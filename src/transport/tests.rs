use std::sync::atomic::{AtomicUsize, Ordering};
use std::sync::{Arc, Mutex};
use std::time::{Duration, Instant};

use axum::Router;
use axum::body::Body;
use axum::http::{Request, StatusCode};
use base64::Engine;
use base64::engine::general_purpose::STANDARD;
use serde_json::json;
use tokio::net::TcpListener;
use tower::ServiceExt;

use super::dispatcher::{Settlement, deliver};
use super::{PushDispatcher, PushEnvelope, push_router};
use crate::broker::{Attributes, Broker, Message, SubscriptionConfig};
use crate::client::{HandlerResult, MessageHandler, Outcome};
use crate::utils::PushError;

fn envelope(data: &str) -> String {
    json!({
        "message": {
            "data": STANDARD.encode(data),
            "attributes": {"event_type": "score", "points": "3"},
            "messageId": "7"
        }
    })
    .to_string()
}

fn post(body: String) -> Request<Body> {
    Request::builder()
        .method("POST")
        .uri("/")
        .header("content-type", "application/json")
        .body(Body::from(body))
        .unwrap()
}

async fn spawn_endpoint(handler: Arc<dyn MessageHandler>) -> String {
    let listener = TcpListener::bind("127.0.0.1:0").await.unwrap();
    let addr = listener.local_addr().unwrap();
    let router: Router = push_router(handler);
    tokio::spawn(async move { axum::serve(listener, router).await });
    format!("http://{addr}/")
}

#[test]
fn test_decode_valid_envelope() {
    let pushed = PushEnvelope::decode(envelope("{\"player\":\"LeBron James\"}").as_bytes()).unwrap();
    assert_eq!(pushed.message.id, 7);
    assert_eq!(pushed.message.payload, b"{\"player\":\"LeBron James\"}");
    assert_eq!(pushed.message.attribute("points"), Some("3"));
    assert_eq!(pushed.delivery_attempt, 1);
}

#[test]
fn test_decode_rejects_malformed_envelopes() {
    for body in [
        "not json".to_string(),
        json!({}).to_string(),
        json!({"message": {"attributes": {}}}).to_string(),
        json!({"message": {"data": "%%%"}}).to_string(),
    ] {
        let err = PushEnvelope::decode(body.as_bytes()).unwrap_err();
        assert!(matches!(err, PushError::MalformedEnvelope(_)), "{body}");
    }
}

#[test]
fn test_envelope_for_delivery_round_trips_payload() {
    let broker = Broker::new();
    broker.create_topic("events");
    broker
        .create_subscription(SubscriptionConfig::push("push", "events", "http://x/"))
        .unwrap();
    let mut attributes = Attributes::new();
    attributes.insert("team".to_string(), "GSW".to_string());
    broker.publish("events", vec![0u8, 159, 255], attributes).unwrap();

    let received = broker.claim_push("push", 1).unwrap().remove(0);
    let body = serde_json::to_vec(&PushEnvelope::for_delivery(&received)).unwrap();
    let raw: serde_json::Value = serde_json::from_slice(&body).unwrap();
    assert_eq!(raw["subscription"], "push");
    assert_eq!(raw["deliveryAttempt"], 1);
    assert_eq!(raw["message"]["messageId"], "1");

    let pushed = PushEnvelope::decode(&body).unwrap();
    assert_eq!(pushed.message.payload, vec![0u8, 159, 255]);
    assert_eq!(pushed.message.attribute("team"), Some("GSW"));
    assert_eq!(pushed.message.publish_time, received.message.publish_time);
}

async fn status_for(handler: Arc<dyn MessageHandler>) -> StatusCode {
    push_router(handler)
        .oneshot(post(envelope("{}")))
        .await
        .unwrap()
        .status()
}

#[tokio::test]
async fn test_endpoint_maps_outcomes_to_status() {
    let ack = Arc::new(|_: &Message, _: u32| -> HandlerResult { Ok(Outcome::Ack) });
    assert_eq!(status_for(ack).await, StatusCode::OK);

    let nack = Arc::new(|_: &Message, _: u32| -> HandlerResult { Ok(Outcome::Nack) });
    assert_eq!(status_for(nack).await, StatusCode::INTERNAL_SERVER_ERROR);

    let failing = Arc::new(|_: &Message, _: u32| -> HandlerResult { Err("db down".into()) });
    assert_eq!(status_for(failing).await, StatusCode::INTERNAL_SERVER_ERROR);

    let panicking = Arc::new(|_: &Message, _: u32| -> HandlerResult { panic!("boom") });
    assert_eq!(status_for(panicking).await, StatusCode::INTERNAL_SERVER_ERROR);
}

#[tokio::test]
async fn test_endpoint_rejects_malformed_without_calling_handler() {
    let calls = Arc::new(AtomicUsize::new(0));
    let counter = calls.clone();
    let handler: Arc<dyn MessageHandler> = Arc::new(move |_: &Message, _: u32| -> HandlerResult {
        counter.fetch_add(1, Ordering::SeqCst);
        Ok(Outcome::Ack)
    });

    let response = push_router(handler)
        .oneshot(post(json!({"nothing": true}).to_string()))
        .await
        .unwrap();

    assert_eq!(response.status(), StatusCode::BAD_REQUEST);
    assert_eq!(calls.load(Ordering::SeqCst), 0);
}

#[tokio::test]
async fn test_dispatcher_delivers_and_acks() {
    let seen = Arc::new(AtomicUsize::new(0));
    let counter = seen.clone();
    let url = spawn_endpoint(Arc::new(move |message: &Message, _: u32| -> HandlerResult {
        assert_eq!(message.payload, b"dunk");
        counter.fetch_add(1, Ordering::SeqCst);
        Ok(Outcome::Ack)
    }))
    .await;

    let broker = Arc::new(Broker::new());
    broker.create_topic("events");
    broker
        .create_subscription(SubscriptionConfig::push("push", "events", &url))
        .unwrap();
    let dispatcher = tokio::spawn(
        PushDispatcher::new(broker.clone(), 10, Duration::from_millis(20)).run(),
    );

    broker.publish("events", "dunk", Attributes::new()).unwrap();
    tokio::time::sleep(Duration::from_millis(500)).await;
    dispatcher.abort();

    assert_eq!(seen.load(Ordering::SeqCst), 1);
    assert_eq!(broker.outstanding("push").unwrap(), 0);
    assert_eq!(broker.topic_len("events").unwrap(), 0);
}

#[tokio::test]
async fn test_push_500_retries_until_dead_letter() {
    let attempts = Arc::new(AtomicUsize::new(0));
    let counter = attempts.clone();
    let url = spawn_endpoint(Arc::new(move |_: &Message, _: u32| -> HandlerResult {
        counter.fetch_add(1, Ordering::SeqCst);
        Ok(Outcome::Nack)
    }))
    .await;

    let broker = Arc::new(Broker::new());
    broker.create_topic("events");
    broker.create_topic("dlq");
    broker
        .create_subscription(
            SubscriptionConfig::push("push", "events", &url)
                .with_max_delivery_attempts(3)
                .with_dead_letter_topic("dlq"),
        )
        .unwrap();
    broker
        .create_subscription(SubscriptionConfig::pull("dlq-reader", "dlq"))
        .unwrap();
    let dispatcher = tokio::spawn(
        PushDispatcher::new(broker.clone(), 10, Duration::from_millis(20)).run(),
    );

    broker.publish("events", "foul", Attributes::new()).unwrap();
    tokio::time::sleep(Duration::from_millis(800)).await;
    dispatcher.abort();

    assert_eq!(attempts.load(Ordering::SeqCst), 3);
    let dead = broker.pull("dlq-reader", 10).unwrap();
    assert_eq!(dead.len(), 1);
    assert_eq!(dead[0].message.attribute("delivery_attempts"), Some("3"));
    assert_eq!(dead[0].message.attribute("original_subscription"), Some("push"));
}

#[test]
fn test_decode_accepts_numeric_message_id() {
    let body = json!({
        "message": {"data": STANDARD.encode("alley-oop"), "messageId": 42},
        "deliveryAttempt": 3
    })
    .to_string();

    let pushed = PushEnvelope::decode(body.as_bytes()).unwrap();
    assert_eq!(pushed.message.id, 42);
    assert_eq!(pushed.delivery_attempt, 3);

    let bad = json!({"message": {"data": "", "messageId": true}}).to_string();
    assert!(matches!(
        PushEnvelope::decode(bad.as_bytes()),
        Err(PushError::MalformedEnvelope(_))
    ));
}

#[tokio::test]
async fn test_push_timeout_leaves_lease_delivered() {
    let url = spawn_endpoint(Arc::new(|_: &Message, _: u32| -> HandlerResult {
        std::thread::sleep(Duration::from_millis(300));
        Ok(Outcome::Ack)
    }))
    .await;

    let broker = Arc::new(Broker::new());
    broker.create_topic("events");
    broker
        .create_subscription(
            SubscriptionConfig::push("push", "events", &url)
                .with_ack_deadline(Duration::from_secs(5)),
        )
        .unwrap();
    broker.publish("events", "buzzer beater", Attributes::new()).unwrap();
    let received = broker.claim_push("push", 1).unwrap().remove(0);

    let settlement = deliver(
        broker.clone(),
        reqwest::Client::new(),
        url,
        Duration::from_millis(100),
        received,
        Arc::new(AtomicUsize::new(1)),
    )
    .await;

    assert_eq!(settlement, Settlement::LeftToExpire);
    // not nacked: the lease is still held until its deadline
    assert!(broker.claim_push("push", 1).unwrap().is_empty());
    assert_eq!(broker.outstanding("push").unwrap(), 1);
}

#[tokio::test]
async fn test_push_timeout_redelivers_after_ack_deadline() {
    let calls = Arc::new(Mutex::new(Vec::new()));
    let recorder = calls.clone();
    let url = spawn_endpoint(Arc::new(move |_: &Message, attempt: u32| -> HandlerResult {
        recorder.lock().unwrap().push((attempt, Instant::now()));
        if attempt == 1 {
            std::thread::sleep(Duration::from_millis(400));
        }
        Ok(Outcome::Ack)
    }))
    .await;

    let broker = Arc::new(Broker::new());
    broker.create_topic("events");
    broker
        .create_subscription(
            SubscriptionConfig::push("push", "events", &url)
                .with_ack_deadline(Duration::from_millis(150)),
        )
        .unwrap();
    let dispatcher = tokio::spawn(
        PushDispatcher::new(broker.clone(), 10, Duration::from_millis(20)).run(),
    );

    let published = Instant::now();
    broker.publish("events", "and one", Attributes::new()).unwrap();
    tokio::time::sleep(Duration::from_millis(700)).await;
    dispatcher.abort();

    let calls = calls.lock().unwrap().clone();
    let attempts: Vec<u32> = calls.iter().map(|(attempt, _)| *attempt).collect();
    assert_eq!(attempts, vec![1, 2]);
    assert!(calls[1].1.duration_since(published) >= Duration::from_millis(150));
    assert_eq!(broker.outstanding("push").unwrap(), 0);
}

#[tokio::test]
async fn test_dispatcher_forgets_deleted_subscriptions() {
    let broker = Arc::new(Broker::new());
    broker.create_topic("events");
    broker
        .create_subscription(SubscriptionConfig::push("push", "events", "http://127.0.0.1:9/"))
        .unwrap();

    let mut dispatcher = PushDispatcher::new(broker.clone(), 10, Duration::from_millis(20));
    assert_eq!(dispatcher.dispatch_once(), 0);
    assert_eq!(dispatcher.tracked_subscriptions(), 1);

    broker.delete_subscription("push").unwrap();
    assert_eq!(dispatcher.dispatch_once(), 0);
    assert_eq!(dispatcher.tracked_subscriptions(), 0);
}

==

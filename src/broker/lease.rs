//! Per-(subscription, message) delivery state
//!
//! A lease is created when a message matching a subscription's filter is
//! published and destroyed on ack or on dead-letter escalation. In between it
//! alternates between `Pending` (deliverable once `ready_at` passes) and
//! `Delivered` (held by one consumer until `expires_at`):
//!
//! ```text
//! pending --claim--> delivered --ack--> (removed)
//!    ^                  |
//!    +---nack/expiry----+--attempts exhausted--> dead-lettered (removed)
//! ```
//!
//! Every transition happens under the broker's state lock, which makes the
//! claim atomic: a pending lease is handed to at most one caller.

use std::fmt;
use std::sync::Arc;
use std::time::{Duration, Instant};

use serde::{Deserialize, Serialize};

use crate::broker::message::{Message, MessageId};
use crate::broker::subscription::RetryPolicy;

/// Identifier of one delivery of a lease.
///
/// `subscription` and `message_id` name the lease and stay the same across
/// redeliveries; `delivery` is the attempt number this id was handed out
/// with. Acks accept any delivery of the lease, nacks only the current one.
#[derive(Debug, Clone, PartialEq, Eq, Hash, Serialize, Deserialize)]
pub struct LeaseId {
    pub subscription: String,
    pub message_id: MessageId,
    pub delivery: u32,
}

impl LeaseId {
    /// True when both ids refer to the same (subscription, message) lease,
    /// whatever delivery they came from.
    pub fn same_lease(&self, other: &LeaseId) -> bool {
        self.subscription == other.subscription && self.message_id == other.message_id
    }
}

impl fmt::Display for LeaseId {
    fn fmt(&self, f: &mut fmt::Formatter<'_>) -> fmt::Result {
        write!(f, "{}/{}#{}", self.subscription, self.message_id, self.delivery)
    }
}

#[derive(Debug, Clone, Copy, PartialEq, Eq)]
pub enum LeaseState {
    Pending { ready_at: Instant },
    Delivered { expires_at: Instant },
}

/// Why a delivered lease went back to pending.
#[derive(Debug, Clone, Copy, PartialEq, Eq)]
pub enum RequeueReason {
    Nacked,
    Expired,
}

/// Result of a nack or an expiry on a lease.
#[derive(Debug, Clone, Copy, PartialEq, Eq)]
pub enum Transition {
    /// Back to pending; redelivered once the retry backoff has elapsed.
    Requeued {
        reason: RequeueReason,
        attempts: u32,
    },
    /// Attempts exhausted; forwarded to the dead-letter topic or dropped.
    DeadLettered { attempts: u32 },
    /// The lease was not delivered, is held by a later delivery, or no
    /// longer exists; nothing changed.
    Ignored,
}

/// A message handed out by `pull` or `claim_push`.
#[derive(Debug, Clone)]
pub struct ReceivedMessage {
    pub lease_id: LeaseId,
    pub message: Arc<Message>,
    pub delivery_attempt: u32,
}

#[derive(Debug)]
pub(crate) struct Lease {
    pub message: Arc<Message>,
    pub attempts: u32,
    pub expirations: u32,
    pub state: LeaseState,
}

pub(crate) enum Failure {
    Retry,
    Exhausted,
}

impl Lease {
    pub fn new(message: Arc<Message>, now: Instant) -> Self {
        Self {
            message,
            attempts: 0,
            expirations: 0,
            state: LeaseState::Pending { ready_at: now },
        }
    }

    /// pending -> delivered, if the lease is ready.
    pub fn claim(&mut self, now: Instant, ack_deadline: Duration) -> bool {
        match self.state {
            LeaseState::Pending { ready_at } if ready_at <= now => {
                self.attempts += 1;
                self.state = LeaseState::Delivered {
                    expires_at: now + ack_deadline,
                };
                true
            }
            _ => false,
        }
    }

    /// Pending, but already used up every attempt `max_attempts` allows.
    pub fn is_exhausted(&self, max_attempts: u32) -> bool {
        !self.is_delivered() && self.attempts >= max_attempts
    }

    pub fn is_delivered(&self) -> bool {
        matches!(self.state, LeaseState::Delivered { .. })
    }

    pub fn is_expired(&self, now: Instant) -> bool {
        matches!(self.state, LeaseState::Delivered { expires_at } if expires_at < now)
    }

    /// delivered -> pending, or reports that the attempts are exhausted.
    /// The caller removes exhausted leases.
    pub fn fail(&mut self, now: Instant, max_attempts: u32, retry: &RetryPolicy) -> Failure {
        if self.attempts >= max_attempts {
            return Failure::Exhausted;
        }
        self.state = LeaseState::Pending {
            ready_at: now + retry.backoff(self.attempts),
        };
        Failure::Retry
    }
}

• Problem description
Above are the records; copy each line from them that includes the string "data".

• Answer section
fn envelope(data: &str) -> String {
            "data": STANDARD.encode(data),
        json!({"message": {"data": "%%%"}}).to_string(),
        "message": {"data": STANDARD.encode("alley-oop"), "messageId": 42},
    let bad = json!({"message": {"data": "", "messageId": true}}).to_string();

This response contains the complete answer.